- Supplied information:
•••••

pub mod error;
use std::sync::Arc;
use tokio::io::{AsyncReadExt, AsyncWriteExt};
use tokio::net::{TcpListener, TcpStream};
use tokio::sync::watch;
use tracing::{debug, info, warn};
use crate::cafe::CafeData;
use crate::util::error;

/// Path serving the average visits per cafe.
pub const AVERAGE_PATH: &str = "/average";

const MAX_REQUEST_HEAD_BYTES: usize = 8 * 1024;

/// Accepts connections until `shutdown` turns true or its sender is dropped, answering each on its own task.
pub async fn serve(listener: TcpListener, cafe_data: Arc<CafeData>, mut shutdown: watch::Receiver<bool>) -> Result<(), error::Error> {
    info!(addr = %listener.local_addr()?, "request handler is on");
    loop {
        tokio::select! {
            accept_result = listener.accept() => {
                let (stream, addr) = match accept_result {
                    Ok(v) => v,
                    Err(e) => {
                        warn!(error = %e, "accept error");
                        continue;
                    }
                };
                let cafe_data = cafe_data.clone();
                tokio::spawn(async move {
                    if let Err(e) = handle_conn(stream, cafe_data).await {
                        debug!(addr = %addr, error = %e, "connection error");
                    }
                });
            }
            _ = shutdown.wait_for(|stop| *stop) => {
                info!("stopping accept loop");
                return Ok(());
            }
        }
    }
}

/// Reads one request and writes one response, then closes the connection.
async fn handle_conn(mut stream: TcpStream, cafe_data: Arc<CafeData>) -> Result<(), error::Error> {
    let head = match read_request_head(&mut stream).await? {
        Some(h) => h,
        None => {
            write_response(&mut stream, 400, "Bad Request", "{}").await?;
            return Ok(());
        }
    };

    match parse_request_line(&head) {
        Some(("GET", path)) if path == AVERAGE_PATH => {
            let averages = tokio::task::spawn_blocking(move || cafe_data.average_visits()).await?;
            let body = serde_json::to_string(&averages)?;
            write_response(&mut stream, 200, "OK", &body).await?;
        },
        Some(("GET", path)) => {
            warn!(path, "unknown path requested");
            write_response(&mut stream, 404, "Not Found", "{}").await?;
        },
        Some((method, path)) => {
            warn!(method, path, "unsupported method");
            write_response(&mut stream, 405, "Method Not Allowed", "{}").await?;
        },
        None => {
            write_response(&mut stream, 400, "Bad Request", "{}").await?;
        }
    }
    return Ok(());
}

/// Reads up to the blank line ending the request head.
/// Returns None if the head is too large, not UTF-8, or the peer closes early.
async fn read_request_head(stream: &mut TcpStream) -> Result<Option<String>, error::Error> {
    let mut buf: Vec<u8> = Vec::with_capacity(1024);
    let mut chunk = [0u8; 1024];
    loop {
        if buf.windows(4).any(|w| w == b"\r\n\r\n") {
            break;
        }
        if buf.len() > MAX_REQUEST_HEAD_BYTES {
            return Ok(None);
        }
        let n = stream.read(&mut chunk).await?;
        if n == 0 {
            if buf.is_empty() {
                return Ok(None);
            }
            break;
        }
        buf.extend_from_slice(&chunk[..n]);
    }
    return Ok(String::from_utf8(buf).ok());
}

/// Splits the request line into method and path, dropping any query string.
fn parse_request_line(head: &str) -> Option<(&str, &str)> {
    let line = head.lines().next()?;
    let mut parts = line.split_whitespace();
    let method = parts.next()?;
    let target = parts.next()?;
    let version = parts.next()?;
    if !version.starts_with("HTTP/") {
        return None;
    }
    let path = match target.split_once('?') {
        Some((p, _)) => p,
        None => target
    };
    return Some((method, path));
}

async fn write_response(stream: &mut TcpStream, status: u16, reason: &str, body: &str) -> Result<(), error::Error> {
    let response = format!(
        "HTTP/1.1 {status} {reason}\r\nContent-Type: application/json\r\nContent-Length: {}\r\nConnection: close\r\n\r\n{body}",
        body.len()
    );
    stream.write_all(response.as_bytes()).await?;
    stream.shutdown().await?;
    return Ok(());
}
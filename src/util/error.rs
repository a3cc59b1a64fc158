use std::fmt;
use rusqlite::Error as RusqliteError;
use serde_json::Error as SerdeJsonError;
use time::error::Format as TimeFormatError;
use tokio::task::JoinError;
use crate::backend::column_type::ValueType;

#[derive(Debug)]
pub enum Error {
    AdhocError(&'static str),
    ConnectionError(RusqliteError),
    RusqliteError(RusqliteError),
    IoError(std::io::Error),
    SerdeJsonError(SerdeJsonError),
    TimeFormatError(TimeFormatError),
    JoinError(JoinError),
    InvalidConfig(String),
    EmptySchema(String),
    DuplicateColumn { table: String, column: String },
    UnknownColumn { table: String, column: String },
    MissingColumn { table: String, column: String },
    TypeMismatch { column: String, expected: ValueType, actual: ValueType },
    ArityMismatch { table: String, expected: usize, actual: usize },
    ForeignRow { table: String, row_table: String },
    EmptyEntityList,
}

impl From<RusqliteError> for Error {
    fn from(e: RusqliteError) -> Error {
        Error::RusqliteError(e)
    }
}

impl From<std::io::Error> for Error {
    fn from(e: std::io::Error) -> Error {
        Error::IoError(e)
    }
}

impl From<SerdeJsonError> for Error {
    fn from(e: SerdeJsonError) -> Error {
        Error::SerdeJsonError(e)
    }
}

impl From<TimeFormatError> for Error {
    fn from(e: TimeFormatError) -> Error {
        Error::TimeFormatError(e)
    }
}

impl From<JoinError> for Error {
    fn from(e: JoinError) -> Error {
        Error::JoinError(e)
    }
}

impl fmt::Display for Error {
    fn fmt(&self, f: &mut fmt::Formatter<'_>) -> fmt::Result {
        match self {
            Self::AdhocError(s) => {
                return write!(f, "{s}");
            },
            Self::ConnectionError(e) => {
                return write!(f, "An SQLite error occurred while attempting to open the database: {e}");
            },
            Self::RusqliteError(e) => {
                return write!(f, "SQLite error occurred: {e}");
            },
            Self::IoError(e) => {
                return write!(f, "I/O error occurred: {e}");
            },
            Self::SerdeJsonError(e) => {
                return write!(f, "JSON error occurred: {e}");
            },
            Self::TimeFormatError(e) => {
                return write!(f, "Date formatting error occurred: {e}");
            },
            Self::JoinError(e) => {
                return write!(f, "Background task failed: {e}");
            },
            Self::InvalidConfig(s) => {
                return write!(f, "Invalid configuration: {s}");
            },
            Self::EmptySchema(table) => {
                return write!(f, "Table {table} must have at least one column.");
            },
            Self::DuplicateColumn { table, column } => {
                return write!(f, "Table {table} declares column {column} more than once.");
            },
            Self::UnknownColumn { table, column } => {
                return write!(f, "Table {table} has no column named {column}.");
            },
            Self::MissingColumn { table, column } => {
                return write!(f, "No value was given for column {column} of table {table}.");
            },
            Self::TypeMismatch { column, expected, actual } => {
                return write!(f, "Column {column} expects a value of type {expected:?}, but got {actual:?}.");
            },
            Self::ArityMismatch { table, expected, actual } => {
                return write!(f, "Table {table} has {expected} columns, but {actual} values were given.");
            },
            Self::ForeignRow { table, row_table } => {
                return write!(f, "A row built for table {row_table} cannot be inserted into table {table}.");
            },
            Self::EmptyEntityList => {
                return write!(f, "The cafe list is empty.");
            },
        }
    }
}

impl std::error::Error for Error {}
use serde::{Serialize, Deserialize};
use time::Date;
use time::format_description::BorrowedFormatItem;
use time::macros::format_description;
use crate::util::error;

/// The ISO calendar date format used for every date written to or read from the database.
pub const ISO_DATE: &[BorrowedFormatItem<'static>] = format_description!("[year]-[month]-[day]");

#[derive(Serialize, Deserialize, Debug, Clone, Copy, PartialEq, Eq)]
pub enum ValueType {
    Integer,
    Date,
    Text,
}

impl ValueType {
    /// Gets the corresponding SQLite column type for a given value type.
    pub fn get_sqlite_type(&self) -> &'static str {
        return match self {
            Self::Integer => "INTEGER",
            Self::Date => "DATE",
            Self::Text => "VARCHAR(255)",
        }
    }
}

#[derive(Debug, Clone, PartialEq)]
pub enum Value {
    Integer(i64),
    Date(Date),
    Text(String),
}

impl Value {
    /// Gets the type of the value.
    pub fn value_type(&self) -> ValueType {
        return match self {
            Self::Integer(_) => ValueType::Integer,
            Self::Date(_) => ValueType::Date,
            Self::Text(_) => ValueType::Text,
        }
    }

    /// Formats the value as a literal that can be placed directly into a statement.
    pub fn to_sql_literal(&self) -> Result<String, error::Error> {
        match self {
            Self::Integer(i) => {
                return Ok(i.to_string());
            },
            Self::Date(d) => {
                // SQLite has no typed date literal, so the ISO string goes through DATE()
                return Ok(format!("DATE('{}')", d.format(ISO_DATE)?));
            },
            Self::Text(s) => {
                return Ok(quote_text(s));
            }
        }
    }
}

impl From<i64> for Value {
    fn from(i: i64) -> Value {
        Value::Integer(i)
    }
}

impl From<i32> for Value {
    fn from(i: i32) -> Value {
        Value::Integer(i.into())
    }
}

impl From<Date> for Value {
    fn from(d: Date) -> Value {
        Value::Date(d)
    }
}

impl From<&str> for Value {
    fn from(s: &str) -> Value {
        Value::Text(s.to_string())
    }
}

impl From<String> for Value {
    fn from(s: String) -> Value {
        Value::Text(s)
    }
}

/// Wraps text in single quotes, doubling any quote inside it.
pub fn quote_text(s: &str) -> String {
    return format!("'{}'", s.replace('\'', "''"));
}

/// Parses an ISO calendar date (yyyy-MM-dd).
pub fn parse_iso_date(s: &str) -> Result<Date, time::error::Parse> {
    return Date::parse(s, ISO_DATE);
}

•••••

- Requirement: Please copy every line of the records above in which "tokio" appears.

- Solution to this task:
use tokio::io::{AsyncReadExt, AsyncWriteExt};
use tokio::net::{TcpListener, TcpStream};
use tokio::sync::watch;
        tokio::select! {
                tokio::spawn(async move {
            let averages = tokio::task::spawn_blocking(move || cafe_data.average_visits()).await?;
use tokio::task::JoinError;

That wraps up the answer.